Prop2 FPGA files!!! - Updated 2 June 2018 - Final Version 32i

cgracey · 2017-10-24 11:04

I discovered something crazy. The 2.5V FPGA pins drop 1/3 when you float them. This has been our problem, not some race condition in the Prop2.

Here are the 3.3V pins being driven low, high, low, high, then floated:

2017-10-24%2003.57.10.jpg

And here are the 2.5V pins being driven low, high, low, high, then floated:

2017-10-24%2003.50.39.jpg

So, this was causing us some trouble. Nothing I see we can do about this.

I did change the TX smart pin mode from STOP+START+DATA+STOP-transition to START+DATA+STOP, so we won't be turning off the TX drive prematurely, anymore. It was a good thing you guys noticed all these details!!!

ozpropdev · 2017-10-24 11:25

Ok. Good to get some explanation of the "weirdness".

jmg · 2017-10-24 18:58

cgracey wrote: »

I discovered something crazy.
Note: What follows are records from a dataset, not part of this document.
//! Broker session lifecycle.
//!
//! # State Machine
//!
//! ```text
//!               connect + subscribe ok
//! Disconnected ───────────────────────► Connected
//!      ▲                                    │
//!      └────────── link no longer alive ────┘
//! ```
//!
//! The session starts `Disconnected`. [`MqttSession::ensure_connected`] blocks
//! until the session is `Connected`, retrying forever with a fixed backoff.
//! [`MqttSession::service`] must run once per control-loop iteration while
//! connected; it drives keepalives and hands each control message to the
//! registered handler exactly once.

use chrono::{DateTime, Local};
use std::time::Duration;
use tracing::{debug, info, warn};

use super::config::MqttConfig;
use super::link::BrokerLink;
use super::message::MessageHandler;

#[derive(Clone, Copy, Default, Debug, PartialEq, Eq)]
pub enum ConnectionState {
    #[default]
    Disconnected,
    Connected,
}

#[derive(Debug, thiserror::Error)]
pub enum SessionError {
    #[error("Not connected to broker")]
    NotConnected,

    #[error("Invalid client identifier '{0}'")]
    InvalidClientId(String),

    #[error("Broker refused connection: {0}")]
    Refused(String),

    #[error("Timed out waiting for {0}")]
    Timeout(&'static str),

    #[error("Transport error: {0}")]
    Transport(#[from] rumqttc::ConnectionError),

    #[error("Client request failed: {0}")]
    Client(#[from] rumqttc::ClientError),
}

#[derive(Clone, Debug, Default)]
pub struct SessionStatus {
    pub connection_state: ConnectionState,
    pub connect_attempts: usize,
    pub messages_received: usize,
    pub messages_sent: usize,
    pub publish_failures: usize,
    pub last_activity: Option<DateTime<Local>>,
}

pub struct MqttSession<L: BrokerLink> {
    link: L,
    client_id: String,
    sensor_topic: String,
    control_topic: String,
    reconnect_backoff: Duration,
    service_window: Duration,
    status: SessionStatus,
}

impl<L: BrokerLink> MqttSession<L> {
    pub fn new(
        link: L,
        config: &MqttConfig,
        reconnect_backoff: Duration,
        service_window: Duration,
    ) -> Self {
        MqttSession {
            link,
            client_id: config.client_id.clone(),
            sensor_topic: config.sensor_topic.clone(),
            control_topic: config.control_topic.clone(),
            reconnect_backoff,
            service_window,
            status: SessionStatus::default(),
        }
    }

    pub fn state(&self) -> ConnectionState {
        self.status.connection_state
    }

    pub fn status(&self) -> &SessionStatus {
        &self.status
    }

    pub fn link(&self) -> &L {
        &self.link
    }

    pub fn link_mut(&mut self) -> &mut L {
        &mut self.link
    }

    pub fn sensor_topic(&self) -> &str {
        &self.sensor_topic
    }

    pub fn control_topic(&self) -> &str {
        &self.control_topic
    }

    fn set_state(&mut self, state: ConnectionState) {
        if self.status.connection_state != state {
            debug!(
                "Session state {:?} -> {:?}",
                self.status.connection_state, state
            );
            self.status.connection_state = state;
        }
    }

    /// A single connection attempt: handshake, then subscribe to the control topic.
    pub async fn connect(&mut self) -> Result<(), SessionError> {
        self.status.connect_attempts += 1;
        self.set_state(ConnectionState::Disconnected);

        self.link.connect(&self.client_id).await?;
        self.link.subscribe(&self.control_topic).await?;

        self.set_state(ConnectionState::Connected);
        self.status.last_activity = Some(Local::now());
        Ok(())
    }

    /// Moves to `Disconnected` if the link has gone away.
    pub fn check_alive(&mut self) -> ConnectionState {
        if self.state() == ConnectionState::Connected && !self.link.is_alive() {
            match self.status.last_activity {
                Some(at) => warn!(
                    "Lost connection to broker (last activity {})",
                    at.format("%H:%M:%S")
                ),
                None => warn!("Lost connection to broker"),
            }
            self.set_state(ConnectionState::Disconnected);
        }
        self.state()
    }

    /// Blocks until connected. Retries forever with a fixed backoff.
    pub async fn ensure_connected(&mut self) {
        while self.check_alive() == ConnectionState::Disconnected {
            info!("Connecting to broker as '{}'...", self.client_id);
            match self.connect().await {
                Ok(()) => {
                    info!(
                        "Connected, subscribed to '{}' (attempt {})",
                        self.control_topic, self.status.connect_attempts
                    );
                }
                Err(e) => {
                    warn!(
                        "Connection failed: {}. Retrying in {}ms",
                        e,
                        self.reconnect_backoff.as_millis()
                    );
                    tokio::time::sleep(self.reconnect_backoff).await;
                }
            }
        }
    }

    /// Drives the link for one service window and delivers control messages.
    pub async fn service(&mut self, handler: &mut dyn MessageHandler) {
        if self.check_alive() != ConnectionState::Connected {
            return;
        }

        let messages = match self.link.poll(self.service_window).await {
            Ok(messages) => messages,
            Err(e) => {
                warn!("Session service failed: {}", e);
                self.check_alive();
                return;
            }
        };

        for message in messages {
            if message.topic != self.control_topic {
                debug!("Ignoring message on unexpected topic '{}'", message.topic);
                continue;
            }
            debug!("Delivering {}", message);
            self.status.messages_received += 1;
            self.status.last_activity = Some(message.received_at);
            handler.on_message(&message.topic, &message.payload);
        }

        // The link may have dropped after handing out what it had read.
        self.check_alive();
    }

    /// Best-effort publish. No retry and no queueing on failure.
    pub async fn publish(&mut self, topic: &str, payload: &[u8]) -> Result<(), SessionError> {
        if self.check_alive() != ConnectionState::Connected {
            self.status.publish_failures += 1;
            return Err(SessionError::NotConnected);
        }

        match self.link.publish(topic, payload).await {
            Ok(()) => {
                self.status.messages_sent += 1;
                self.status.last_activity = Some(Local::now());
                Ok(())
            }
            Err(e) => {
                self.status.publish_failures += 1;
                self.check_alive();
                Err(e)
            }
        }
    }

    pub async fn publish_telemetry(&mut self, payload: &str) -> Result<(), SessionError> {
        let topic = self.sensor_topic.clone();
        self.publish(&topic, payload.as_bytes()).await
    }
}

#[cfg(test)]
mod tests {
    use super::*;
    use crate::mqtt::message::InboundMessage;
    use crate::mqtt::testing::FakeLink;
    use tokio::time::Instant;

    const BACKOFF: Duration = Duration::from_secs(2);

    #[derive(Default)]
    struct Collector {
        received: Vec<(String, Vec<u8>)>,
    }

    impl MessageHandler for Collector {
        fn on_message(&mut self, topic: &str, payload: &[u8]) {
            self.received.push((topic.to_string(), payload.to_vec()));
        }
    }

    fn session(link: FakeLink) -> MqttSession<FakeLink> {
        MqttSession::new(
            link,
            &MqttConfig::default(),
            BACKOFF,
            Duration::from_millis(100),
        )
    }

    #[test]
    fn starts_disconnected() {
        let session = session(FakeLink::default());
        assert_eq!(session.state(), ConnectionState::Disconnected);
        assert_eq!(session.status().connect_attempts, 0);
    }

    #[tokio::test]
    async fn connect_subscribes_to_control_topic() {
        let mut session = session(FakeLink::default());

        session.connect().await.unwrap();

        assert_eq!(session.state(), ConnectionState::Connected);
        assert_eq!(session.link().client_ids, vec!["ESP32Client".to_string()]);
        assert_eq!(
            session.link().subscriptions,
            vec!["home/automation/control".to_string()]
        );
    }

    #[tokio::test(start_paused = true)]
    async fn reconnect_converges_after_n_plus_one_attempts() {
        const FAILURES: usize = 3;
        let mut session = session(FakeLink::failing(FAILURES));

        session.ensure_connected().await;

        assert_eq!(session.state(), ConnectionState::Connected);
        let attempts = &session.link().attempts;
        assert_eq!(attempts.len(), FAILURES + 1);
        assert_eq!(session.status().connect_attempts, FAILURES + 1);
        for pair in attempts.windows(2) {
            assert!(pair[1] - pair[0] >= BACKOFF);
        }
    }

    #[tokio::test(start_paused = true)]
    async fn first_attempt_is_immediate() {
        let start = Instant::now();
        let mut session = session(FakeLink::default());

        session.ensure_connected().await;

        assert_eq!(session.link().attempts.len(), 1);
        assert!(session.link().attempts[0] - start < BACKOFF);
    }

    #[tokio::test(start_paused = true)]
    async fn failed_subscribe_counts_as_failed_attempt() {
        let mut link = FakeLink::default();
        link.subscribe_failures = 1;
        let mut session = session(link);

        session.ensure_connected().await;

        assert_eq!(session.status().connect_attempts, 2);
        assert_eq!(session.state(), ConnectionState::Connected);
    }

    #[tokio::test(start_paused = true)]
    async fn dead_link_is_detected_and_reconnected() {
        let mut session = session(FakeLink::default());
        session.ensure_connected().await;

        session.link_mut().alive = false;
        assert_eq!(session.check_alive(), ConnectionState::Disconnected);

        session.ensure_connected().await;
        assert_eq!(session.state(), ConnectionState::Connected);
        assert_eq!(session.link().attempts.len(), 2);
    }

    #[tokio::test]
    async fn service_delivers_each_control_message_once_in_order() {
        let mut session = session(FakeLink::default());
        session.connect().await.unwrap();
        session
            .link_mut()
            .inbound
            .push_back(InboundMessage::new("home/automation/control", "RELAY1_ON"));
        session
            .link_mut()
            .inbound
            .push_back(InboundMessage::new("home/automation/control", "RELAY1_OFF"));

        let mut collector = Collector::default();
        session.service(&mut collector).await;
        session.service(&mut collector).await;

        assert_eq!(
            collector.received,
            vec![
                ("home/automation/control".to_string(), b"RELAY1_ON".to_vec()),
                ("home/automation/control".to_string(), b"RELAY1_OFF".to_vec()),
            ]
        );
        assert_eq!(session.status().messages_received, 2);
    }

    #[tokio::test]
    async fn service_delivers_messages_read_before_a_drop() {
        let mut session = session(FakeLink::default());
        session.connect().await.unwrap();
        session.link_mut().drop_after_poll = true;
        session
            .link_mut()
            .inbound
            .push_back(InboundMessage::new("home/automation/control", "RELAY1_ON"));

        let mut collector = Collector::default();
        session.service(&mut collector).await;

        assert_eq!(
            collector.received,
            vec![("home/automation/control".to_string(), b"RELAY1_ON".to_vec())]
        );
        assert_eq!(session.state(), ConnectionState::Disconnected);
    }

    #[tokio::test]
    async fn service_ignores_foreign_topics() {
        let mut session = session(FakeLink::default());
        session.connect().await.unwrap();
        session
            .link_mut()
            .inbound
            .push_back(InboundMessage::new("esp32/sensordata", "RELAY1_ON"));

        let mut collector = Collector::default();
        session.service(&mut collector).await;

        assert!(collector.received.is_empty());
    }

    #[tokio::test]
    async fn service_is_a_noop_while_disconnected() {
        let mut session = session(FakeLink::default());
        session
            .link_mut()
            .inbound
            .push_back(InboundMessage::new("home/automation/control", "RELAY1_ON"));

        let mut collector = Collector::default();
        session.service(&mut collector).await;

        assert!(collector.received.is_empty());
        assert_eq!(session.link().polls, 0);
    }

    #[tokio::test]
    async fn publish_failure_is_reported_and_not_retried() {
        let mut session = session(FakeLink::default());
        session.connect().await.unwrap();
        session.link_mut().fail_publish = true;

        assert!(session.publish_telemetry("{}").await.is_err());
        assert!(session.link().published.is_empty());
        assert_eq!(session.status().publish_failures, 1);

        session.link_mut().fail_publish = false;
        session.publish_telemetry("{\"gas\": 1.00}").await.unwrap();
        assert_eq!(
            session.link().published,
            vec![(
                "esp32/sensordata".to_string(),
                b"{\"gas\": 1.00}".to_vec()
            )]
        );
    }

    #[tokio::test]
    async fn publish_while_disconnected_fails_without_touching_link() {
        let mut session = session(FakeLink::default());

        let result = session.publish_telemetry("{}").await;

        assert!(matches!(result, Err(SessionError::NotConnected)));
        assert!(session.link().published.is_empty());
    }
}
The 2.5V FPGA pins drop 1/3 when you float them. This has been our problem, not some race condition in the Prop2.

The images posted by ozpropdev do not show that step effect, so they must have used 3v3 pins ?
With no RC-effect showing on the 2.5V, that looks like some deliberate termination is being included ? - is that DDR memory default ?

It seems the default pullup on USB-UARTs is ~ 74k on FTDI and > 100k on SiLabs parts.
Enough to keep a pin HI, but not low enough to give a fast rise time at high baud rates.

cgracey wrote: »

I did change the TX smart pin mode from STOP+START+DATA+STOP-transition to START+DATA+STOP, so we won't be turning off the TX drive prematurely, anymore. It was a good thing you guys noticed all these details!!!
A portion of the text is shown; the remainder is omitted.